I’m 16 weeks now, and the anxiety of the first trimester has lifted, and I am feeling great! I’m just about coming upon the point when I stop looking like I let myself go, and start looking pregnant—though it honestly depends on the day and the outfit I choose. In three weeks I get to find out if I’m having a boy or girl(yay!). In the interest in keeping this short enough to be worth reading I’ll end on that note.

Keep looking out for future pregnancy posts on the following subjects:

Boy or girl: why I don’t have a preference but it better be a girl
I’m not a teen mom, I’ve just developed the complexion of an 8th grader
Is that a laugh or a cry? And other futile questions from a daddy-to-be
Nesting: is it possible to make a nice space for my baby using crap I found around the house?



Friday, February 25, 2011

I have an anouncement to make---but not the one we were expecting.

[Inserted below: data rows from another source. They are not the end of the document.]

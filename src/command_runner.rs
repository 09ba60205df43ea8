//! Generic command execution with timeout and guaranteed process kill.
//!
//! The production implementation uses tokio; test doubles implement the
//! collaborator traits directly and never spawn processes.

use std::process::{Output, Stdio};
use std::time::Duration;

use anyhow::{Context, Result};
use tokio::io::AsyncReadExt;

/// Default timeout for service-manager calls (version probe, reload, enable).
pub const DEFAULT_CMD_TIMEOUT: Duration = Duration::from_secs(30);

/// Timeout for package installation and runtime builds (network-bound, slow).
pub const DEFAULT_BUILD_TIMEOUT: Duration = Duration::from_secs(600);

/// Run an external command and collect its output.
#[allow(async_fn_in_trait)]
pub trait CommandRunner {
    /// Run a command with the runner's default timeout.
    async fn run(&self, program: &str, args: &[&str]) -> Result<Output>;

    /// Run a command with a custom timeout (overrides default).
    async fn run_with_timeout(
        &self,
        program: &str,
        args: &[&str],
        timeout: Duration,
    ) -> Result<Output>;
}

/// Production `CommandRunner` — uses tokio for async process execution
/// with guaranteed timeout and kill.
///
/// `tokio::time::timeout` around `.output().await` does not kill the child
/// when the timeout fires — the future is dropped but the OS process keeps
/// running. This implementation uses `tokio::select!` with an explicit
/// `child.kill()` to guarantee termination.
pub struct TokioCommandRunner {
    timeout: Duration,
}

impl TokioCommandRunner {
    #[must_use]
    pub fn new(timeout: Duration) -> Self {
        Self { timeout }
    }
}

impl CommandRunner for TokioCommandRunner {
    async fn run(&self, program: &str, args: &[&str]) -> Result<Output> {
        self.run_with_timeout(program, args, self.timeout).await
    }

    async fn run_with_timeout(
        &self,
        program: &str,
        args: &[&str],
        timeout: Duration,
    ) -> Result<Output> {
        let mut child = tokio::process::Command::new(program)
            .args(args)
            .stdout(Stdio::piped())
            .stderr(Stdio::piped())
            .kill_on_drop(true)
            .spawn()
            .with_context(|| format!("failed to spawn {program}"))?;

        let mut stdout_handle = child.stdout.take();
        let mut stderr_handle = child.stderr.take();

        // Read stdout/stderr CONCURRENTLY with wait() to avoid pipe deadlock:
        // a child writing more than the OS pipe buffer blocks on write, so a
        // bare child.wait() would never resolve.
        tokio::select! {
            result = async {
                let (status, stdout, stderr) = tokio::join!(
                    child.wait(),
                    async {
                        let mut buf = Vec::new();
                        if let Some(ref mut h) = stdout_handle {
                            let _ = h.read_to_end(&mut buf).await;
                        }
                        buf
                    },
                    async {
                        let mut buf = Vec::new();
                        if let Some(ref mut h) = stderr_handle {
                            let _ = h.read_to_end(&mut buf).await;
                        }
                        buf
                    },
                );
                Ok(Output {
                    status: status.with_context(|| format!("waiting for {program}"))?,
                    stdout,
                    stderr,
                })
            } => result,
            () = tokio::time::sleep(timeout) => {
                let _ = child.kill().await;
                anyhow::bail!("{program} timed out after {}s", timeout.as_secs())
            }
        }
    }
}
//! Output formatting module

pub mod progress;
pub mod styles;

use console::Term;
use owo_colors::OwoColorize as _;
pub use styles::Styles;

/// Output context carrying styling and terminal state.
pub struct OutputContext {
    /// Stylesheet for colored output.
    pub styles: Styles,
    /// Whether stdout is a TTY.
    pub is_tty: bool,
    /// Whether to suppress non-error output.
    pub quiet: bool,
}

impl OutputContext {
    /// Create output context based on CLI flags and environment.
    #[must_use]
    pub fn new(no_color: bool, quiet: bool) -> Self {
        let is_tty = Term::stdout().is_term();
        let use_colors = !no_color && is_tty && std::env::var("NO_COLOR").is_err();

        let mut styles = Styles::default();
        if use_colors {
            styles.colorize();
        }

        Self {
            styles,
            is_tty,
            quiet,
        }
    }

    /// Check if progress indicators should be shown.
    #[must_use]
    pub fn show_progress(&self) -> bool {
        self.is_tty && !self.quiet
    }

    /// Print a success message prefixed with `✓`. Suppressed when `quiet`.
    pub fn success(&self, msg: &str) {
        if !self.quiet {
            println!("  {} {msg}", "✓".style(self.styles.success));
        }
    }

    /// Print a warning message prefixed with `⚠`. Suppressed when `quiet`.
    pub fn warn(&self, msg: &str) {
        if !self.quiet {
            println!("  {} {msg}", "⚠".style(self.styles.warning));
        }
    }

    /// Print an error message prefixed with `✗` to stderr. Never suppressed.
    pub fn error(&self, msg: &str) {
        eprintln!("  {} {msg}", "✗".style(self.styles.error));
    }

    /// Print an info message prefixed with `ℹ`. Suppressed when `quiet`.
    pub fn info(&self, msg: &str) {
        if !self.quiet {
            println!("  {} {msg}", "ℹ".style(self.styles.info));
        }
    }
}
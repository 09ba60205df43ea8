//! Managed host paths and installation-state inspection.

use std::path::{Path, PathBuf};

/// Systemd unit name under which the agent runs.
pub const SERVICE_NAME: &str = "hl-hostmon";

/// Agent script filename inside the program directory.
pub const AGENT_FILENAME: &str = "hostmon.py";

/// Explicit handle for every host path the installer owns.
///
/// All mutations go through this handle so the full managed-resource set is
/// visible in one place, and tests can rebase it under a temp root.
#[derive(Debug, Clone)]
pub struct HostLayout {
    pub program_dir: PathBuf,
    pub config_dir: PathBuf,
    pub unit_dir: PathBuf,
}

impl Default for HostLayout {
    fn default() -> Self {
        Self {
            program_dir: PathBuf::from("/opt/hl-hostmon"),
            config_dir: PathBuf::from("/etc/hl-hostmon"),
            unit_dir: PathBuf::from("/etc/systemd/system"),
        }
    }
}

impl HostLayout {
    /// Rebase every managed path under `root` (tests).
    #[must_use]
    pub fn with_root(root: &Path) -> Self {
        Self {
            program_dir: root.join("opt/hl-hostmon"),
            config_dir: root.join("etc/hl-hostmon"),
            unit_dir: root.join("etc/systemd/system"),
        }
    }

    #[must_use]
    pub fn agent_path(&self) -> PathBuf {
        self.program_dir.join(AGENT_FILENAME)
    }

    #[must_use]
    pub fn venv_dir(&self) -> PathBuf {
        self.program_dir.join("venv")
    }

    #[must_use]
    pub fn venv_python(&self) -> PathBuf {
        self.venv_dir().join("bin/python")
    }

    #[must_use]
    pub fn venv_pip(&self) -> PathBuf {
        self.venv_dir().join("bin/pip")
    }

    #[must_use]
    pub fn config_path(&self) -> PathBuf {
        self.config_dir.join("config.yaml")
    }

    #[must_use]
    pub fn unit_path(&self) -> PathBuf {
        self.unit_dir.join(format!("{SERVICE_NAME}.service"))
    }

    /// Presence of each managed resource, by direct existence check.
    /// Pure query; presence alone gates whether the installer skips a step.
    #[must_use]
    pub fn inspect(&self) -> InstallState {
        InstallState {
            program_dir: self.program_dir.exists(),
            venv: self.venv_dir().exists(),
            config: self.config_path().exists(),
            unit: self.unit_path().exists(),
        }
    }
}

/// Snapshot of which managed resources currently exist.
#[derive(Debug, Clone, Copy, PartialEq, Eq)]
pub struct InstallState {
    pub program_dir: bool,
    pub venv: bool,
    pub config: bool,
    pub unit: bool,
}
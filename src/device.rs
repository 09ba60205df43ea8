//! Serial device discovery and resolution.
//!
//! Candidates are gathered from fixed filesystem locations partitioned by
//! provenance tier, then resolved by strict precedence: the first non-empty
//! tier decides. A collision at the decisive tier is fatal — picking the
//! first entry would silently drive the wrong hardware over serial.

use std::path::{Path, PathBuf};

use crate::error::SetupError;

/// Vendor substring identifying the monitor's USB-serial interface in
/// `/dev/serial/by-id` entries, matched case-insensitively.
pub const VENDOR_MATCH: &str = "espressif";

/// Marker naming a terminal device in a stable alias entry.
const TTY_MARKER: &str = "tty";

/// Kernel device-node prefixes for the two USB-serial adapter families.
const RAW_NODE_PREFIXES: [&str; 2] = ["ttyUSB", "ttyACM"];

/// Discovery tier, ordered by decreasing confidence that a path uniquely
/// identifies the intended device.
#[derive(Debug, Clone, Copy, PartialEq, Eq)]
pub enum Tier {
    /// `/dev/serial/by-id` entry matching the vendor string.
    VendorAlias,
    /// Any `/dev/serial/by-id` entry carrying the terminal marker.
    GenericAlias,
    /// Raw `/dev/ttyUSB*` / `/dev/ttyACM*` node.
    RawNode,
}

/// Scans fixed filesystem locations for serial device candidates.
///
/// Scan roots are injectable so tests run against temp directories.
pub struct DeviceScanner {
    by_id_dir: PathBuf,
    dev_dir: PathBuf,
}

impl Default for DeviceScanner {
    fn default() -> Self {
        Self {
            by_id_dir: PathBuf::from("/dev/serial/by-id"),
            dev_dir: PathBuf::from("/dev"),
        }
    }
}

impl DeviceScanner {
    /// Scanner with explicit roots (tests).
    #[must_use]
    pub fn new(by_id_dir: PathBuf, dev_dir: PathBuf) -> Self {
        Self { by_id_dir, dev_dir }
    }

    /// Existing candidates at one tier, sorted by name so diagnostics are
    /// deterministic. A missing or unreadable directory yields an empty
    /// tier, never an error.
    #[must_use]
    pub fn scan(&self, tier: Tier) -> Vec<PathBuf> {
        let mut found = match tier {
            Tier::VendorAlias => list_matching(&self.by_id_dir, |name| {
                name.to_ascii_lowercase().contains(VENDOR_MATCH)
            }),
            Tier::GenericAlias => list_matching(&self.by_id_dir, |name| name.contains(TTY_MARKER)),
            Tier::RawNode => list_matching(&self.dev_dir, |name| {
                RAW_NODE_PREFIXES.iter().any(|p| name.starts_with(p))
            }),
        };
        // A by-id symlink can outlive its device node; drop dangling entries.
        found.retain(|p| p.exists());
        found.sort();
        found
    }

    /// Resolve exactly one device path.
    ///
    /// An override bypasses every tier but must exist. Otherwise tiers are
    /// walked in precedence order; at the first tier with candidates, one
    /// candidate wins and more than one is fatal. Later tiers are never
    /// consulted once a tier has candidates.
    ///
    /// # Errors
    ///
    /// [`SetupError::OverridePathNotFound`] for a missing override,
    /// [`SetupError::AmbiguousDevice`] for a collision at the decisive tier,
    /// [`SetupError::NoDeviceFound`] when every tier is empty.
    pub fn resolve(&self, override_path: Option<&Path>) -> Result<PathBuf, SetupError> {
        if let Some(path) = override_path {
            if !path.exists() {
                return Err(SetupError::OverridePathNotFound(path.to_path_buf()));
            }
            return Ok(path.to_path_buf());
        }

        for tier in [Tier::VendorAlias, Tier::GenericAlias, Tier::RawNode] {
            let mut candidates = self.scan(tier);
            match candidates.len() {
                0 => continue,
                1 => return Ok(candidates.remove(0)),
                _ => return Err(SetupError::AmbiguousDevice(candidates)),
            }
        }
        Err(SetupError::NoDeviceFound)
    }
}

fn list_matching(dir: &Path, keep: impl Fn(&str) -> bool) -> Vec<PathBuf> {
    let Ok(entries) = std::fs::read_dir(dir) else {
        return Vec::new();
    };
    entries
        .flatten()
        .filter(|e| keep(&e.file_name().to_string_lossy()))
        .map(|e| e.path())
        .collect()
}
#[cfg(test)]
mod tests {
    use super::*;
    use crate::worker::protocol::{BodySnapshot, ExternalForce};

    fn snapshot(id: u64, body: RigidBody) -> BodySnapshot {
        BodySnapshot {
            id: BodyId(id),
            version: 1,
            read_only: false,
            body,
        }
    }

    fn request(bodies: Vec<BodySnapshot>, external: Vec<ExternalForce>) -> WorkerRequest {
        WorkerRequest {
            island: 0,
            nonce: 0,
            dt: 0.1,
            max_substeps: 10,
            bodies,
            external,
        }
    }

    #[test]
    fn free_body_advances_by_velocity_times_dt() {
        let body = RigidBody {
            linear_velocity: DVec3::new(1.0, 0.0, 0.0),
            ..Default::default()
        };
        let reply = step_island(&request(vec![snapshot(1, body)], vec![]));
        let update = &reply.bodies[0];
        assert!((update.position.x - 0.1).abs() < 1e-12);
        assert_eq!(update.position.y, 0.0);
        assert_eq!(update.version, 1, "version is echoed, not bumped");
    }

    #[test]
    fn external_force_accelerates_unit_mass() {
        let reply = step_island(&request(
            vec![snapshot(1, RigidBody::default())],
            vec![ExternalForce {
                id: BodyId(1),
                force: DVec3::new(2.0, 0.0, 0.0),
                torque: DVec3::ZERO,
            }],
        ));
        // Semi-implicit Euler accumulates exactly F * inv_mass * dt.
        assert!((reply.bodies[0].linear_velocity.x - 0.2).abs() < 1e-12);
    }

    #[test]
    fn static_body_pose_is_bit_exact() {
        let body = RigidBody {
            inv_mass: 0.0,
            position: DVec3::new(1.0, 2.0, 3.0),
            ..Default::default()
        };
        let reply = step_island(&request(
            vec![snapshot(1, body.clone())],
            vec![ExternalForce {
                id: BodyId(1),
                force: DVec3::splat(100.0),
                torque: DVec3::ZERO,
            }],
        ));
        assert_eq!(reply.bodies[0].position, body.position);
        assert_eq!(reply.bodies[0].linear_velocity, DVec3::ZERO);
    }

    #[test]
    fn shapeless_body_is_ignored() {
        let body = RigidBody {
            shape: CollisionShape::Empty,
            linear_velocity: DVec3::X,
            ..Default::default()
        };
        let reply = step_island(&request(vec![snapshot(1, body)], vec![]));
        assert_eq!(reply.bodies[0].position, DVec3::ZERO);
    }

    #[test]
    fn read_only_partners_are_not_reported() {
        let mut snap = snapshot(2, RigidBody::default());
        snap.read_only = true;
        let reply = step_island(&request(vec![snapshot(1, RigidBody::default()), snap], vec![]));
        assert_eq!(reply.bodies.len(), 1);
        assert_eq!(reply.bodies[0].id, BodyId(1));
    }

    #[test]
    fn equal_spheres_swap_velocities_elastically() {
        let left = RigidBody {
            position: DVec3::new(-0.95, 0.0, 0.0),
            linear_velocity: DVec3::new(1.0, 0.0, 0.0),
            restitution: 1.0,
            shape: CollisionShape::Sphere { radius: 1.0 },
            ..Default::default()
        };
        let right = RigidBody {
            position: DVec3::new(0.95, 0.0, 0.0),
            linear_velocity: DVec3::new(-1.0, 0.0, 0.0),
            restitution: 1.0,
            shape: CollisionShape::Sphere { radius: 1.0 },
            ..Default::default()
        };
        let mut req = request(vec![snapshot(1, left), snapshot(2, right)], vec![]);
        req.max_substeps = 1;
        let reply = step_island(&req);

        let a = reply.bodies.iter().find(|b| b.id == BodyId(1)).unwrap();
        let b = reply.bodies.iter().find(|b| b.id == BodyId(2)).unwrap();
        assert!((a.linear_velocity.x + 1.0).abs() < 1e-6, "left sphere rebounds");
        assert!((b.linear_velocity.x - 1.0).abs() < 1e-6, "right sphere rebounds");
        assert_eq!(reply.contacts.len(), 1);
        assert_eq!((reply.contacts[0].a, reply.contacts[0].b), (BodyId(1), BodyId(2)));
    }

    #[test]
    fn sphere_bounces_off_static_plane() {
        let plane = RigidBody {
            inv_mass: 0.0,
            restitution: 1.0,
            shape: CollisionShape::StaticPlane {
                normal: DVec3::Y,
                offset: 0.0,
            },
            ..Default::default()
        };
        let ball = RigidBody {
            position: DVec3::new(0.0, 0.95, 0.0),
            linear_velocity: DVec3::new(0.0, -1.0, 0.0),
            restitution: 1.0,
            shape: CollisionShape::Sphere { radius: 1.0 },
            ..Default::default()
        };
        let mut req = request(vec![snapshot(1, plane.clone()), snapshot(2, ball)], vec![]);
        req.max_substeps = 1;
        let reply = step_island(&req);

        let plane_after = reply.bodies.iter().find(|b| b.id == BodyId(1)).unwrap();
        let ball_after = reply.bodies.iter().find(|b| b.id == BodyId(2)).unwrap();
        assert_eq!(plane_after.position, plane.position, "plane never moves");
        assert!(
            ball_after.linear_velocity.y > 0.9,
            "ball should rebound upward, got {:?}",
            ball_after.linear_velocity
        );
        // The ball is `b` of the pair; its contact normal points back at the
        // plane.
        let contact = &reply.contacts[0];
        assert!((contact.normal_on_b + DVec3::Y).length() < 1e-9);
    }

    #[test]
    fn box_on_plane_is_pushed_out() {
        let plane = RigidBody {
            inv_mass: 0.0,
            restitution: 0.0,
            shape: CollisionShape::StaticPlane {
                normal: DVec3::Y,
                offset: 0.0,
            },
            ..Default::default()
        };
        let cube = RigidBody {
            position: DVec3::new(0.0, 0.4, 0.0),
            restitution: 0.0,
            shape: CollisionShape::Box {
                half_extents: DVec3::splat(0.5),
            },
            ..Default::default()
        };
        let reply = step_island(&request(
            vec![snapshot(1, plane), snapshot(2, cube)],
            vec![],
        ));
        let cube_after = reply.bodies.iter().find(|b| b.id == BodyId(2)).unwrap();
        assert!(
            cube_after.position.y > 0.4,
            "penetrating cube must be corrected upward"
        );
    }

    #[test]
    fn locked_axis_stays_put() {
        let body = RigidBody {
            linear_velocity: DVec3::new(1.0, 1.0, 1.0),
            axes_lock_lin: DVec3::new(1.0, 1.0, 0.0),
            ..Default::default()
        };
        let reply = step_island(&request(vec![snapshot(1, body)], vec![]));
        assert!(reply.bodies[0].position.x > 0.0);
        assert_eq!(reply.bodies[0].position.z, 0.0);
        assert_eq!(reply.bodies[0].linear_velocity.z, 0.0);
    }

    #[test]
    fn compound_children_collide() {
        // A dumbbell whose right sphere overlaps a free sphere.
        let dumbbell = RigidBody {
            position: DVec3::ZERO,
            restitution: 1.0,
            shape: CollisionShape::Compound {
                children: vec![
                    crate::body::CompoundChild {
                        position: DVec3::new(-2.0, 0.0, 0.0),
                        rotation: DQuat::IDENTITY,
                        shape: CollisionShape::Sphere { radius: 0.5 },
                    },
                    crate::body::CompoundChild {
                        position: DVec3::new(2.0, 0.0, 0.0),
                        rotation: DQuat::IDENTITY,
                        shape: CollisionShape::Sphere { radius: 0.5 },
                    },
                ],
            },
            ..Default::default()
        };
        let ball = RigidBody {
            position: DVec3::new(2.9, 0.0, 0.0),
            restitution: 1.0,
            shape: CollisionShape::Sphere { radius: 0.5 },
            ..Default::default()
        };
        let mut req = request(vec![snapshot(1, dumbbell), snapshot(2, ball)], vec![]);
        req.max_substeps = 1;
        let reply = step_island(&req);
        assert_eq!(reply.contacts.len(), 1, "compound child should hit the ball");
    }

    #[test]
    fn orientation_stays_normalized() {
        let body = RigidBody {
            angular_velocity: DVec3::new(3.0, 2.0, 1.0),
            ..Default::default()
        };
        let reply = step_island(&request(vec![snapshot(1, body)], vec![]));
        assert!((reply.bodies[0].orientation.length() - 1.0).abs() < 1e-9);
    }
}
//! Orchestrator counters.

use std::sync::atomic::{AtomicU64, Ordering};

/// Process-wide tick-loop metrics. All counters are monotonic except
/// `bodies_sleeping`, which is a gauge.
#[derive(Debug, Default)]
pub struct SimMetrics {
    /// Completed ticks.
    pub ticks: AtomicU64,
    /// Ticks that started late because the previous one ran long.
    pub tick_overrun: AtomicU64,
    /// Physics merges dropped because a command won the version race.
    pub cas_conflicts: AtomicU64,
    /// Worker requests that hit the per-request timeout.
    pub worker_timeouts: AtomicU64,
    /// Worker requests that failed outright.
    pub worker_errors: AtomicU64,
    /// Islands cancelled by the global tick deadline.
    pub islands_cancelled: AtomicU64,
    /// Islands handed to the pool.
    pub islands_dispatched: AtomicU64,
    /// Commands applied successfully.
    pub commands_applied: AtomicU64,
    /// Bodies currently asleep.
    pub bodies_sleeping: AtomicU64,
}

impl SimMetrics {
    pub fn snapshot(&self) -> MetricsSnapshot {
        MetricsSnapshot {
            ticks: self.ticks.load(Ordering::Relaxed),
            tick_overrun: self.tick_overrun.load(Ordering::Relaxed),
            cas_conflicts: self.cas_conflicts.load(Ordering::Relaxed),
            worker_timeouts: self.worker_timeouts.load(Ordering::Relaxed),
            worker_errors: self.worker_errors.load(Ordering::Relaxed),
            islands_cancelled: self.islands_cancelled.load(Ordering::Relaxed),
            islands_dispatched: self.islands_dispatched.load(Ordering::Relaxed),
            commands_applied: self.commands_applied.load(Ordering::Relaxed),
            bodies_sleeping: self.bodies_sleeping.load(Ordering::Relaxed),
        }
    }

    pub fn incr(counter: &AtomicU64) {
        counter.fetch_add(1, Ordering::Relaxed);
    }

    pub fn add(counter: &AtomicU64, n: u64) {
        counter.fetch_add(n, Ordering::Relaxed);
    }
}

/// Point-in-time copy of the counters.
#[derive(Debug, Clone, Copy, PartialEq, Eq)]
pub struct MetricsSnapshot {
    pub ticks: u64,
    pub tick_overrun: u64,
    pub cas_conflicts: u64,
    pub worker_timeouts: u64,
    pub worker_errors: u64,
    pub islands_cancelled: u64,
    pub islands_dispatched: u64,
    pub commands_applied: u64,
    pub bodies_sleeping: u64,
}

I'm nine weeks pregnant today. But when we went for our first doctor visit yesterday, they said it looked like only six weeks. They also said there was an irregular heartbeat and a few other things that mean essentially that I'm not really nine weeks, and I'm not going to be pregnant anymore. I was gonna start blogging in three weeks all about my pregnancy. But instead I guess I'll do this one blog about miscarriage.
It really sucks. If I don't distract myself I just cry and I don't even know why I'm still crying. I'm really disappointed.
The really really sucky thing about it is that I always thought it happened all at once and then the baby was gone and you grieve and you move on. But apparently that's not how it goes. Also, I don't know how long it's gonna take. For this last week I kept running to the bathroom hoping I wasn't bleeding more than the last time I was there, and now I just wish it would happen already. I was hoping it wasn't gonna happen, but now that it's imminent, it just won't. That is lame because there is a foolish foolish bit of hope that lingers. It hasn't happened yet so maybe it won't happen, maybe it's gonna be fine.
Well let me tell you, when it does, I would appreciate a really big glass of wine. There's not really any number of nice things that can be said to make it feel better, because I really just wanted to have a baby and I'm not. Skip the kind words and bring me some wine. I have a friend who had a miscarriage and has been trying and she was talking to me a couple weeks ago. She's been trying again and again and she asked me about my time trying and trying. She asked if I get really upset when my period comes and I said yes...cause I do...cause I'm Cherie and that's how I am. She said she just pours herself a glass of wine, might as well...try again next month. Well I think that is great advice and I plan to follow it to the t. Except I think I'm gonna wait a little longer than a month. I can only handle 6 months of crushing disappointment at a time. Four months of trying, two months of success, and now lets say maybe six months off.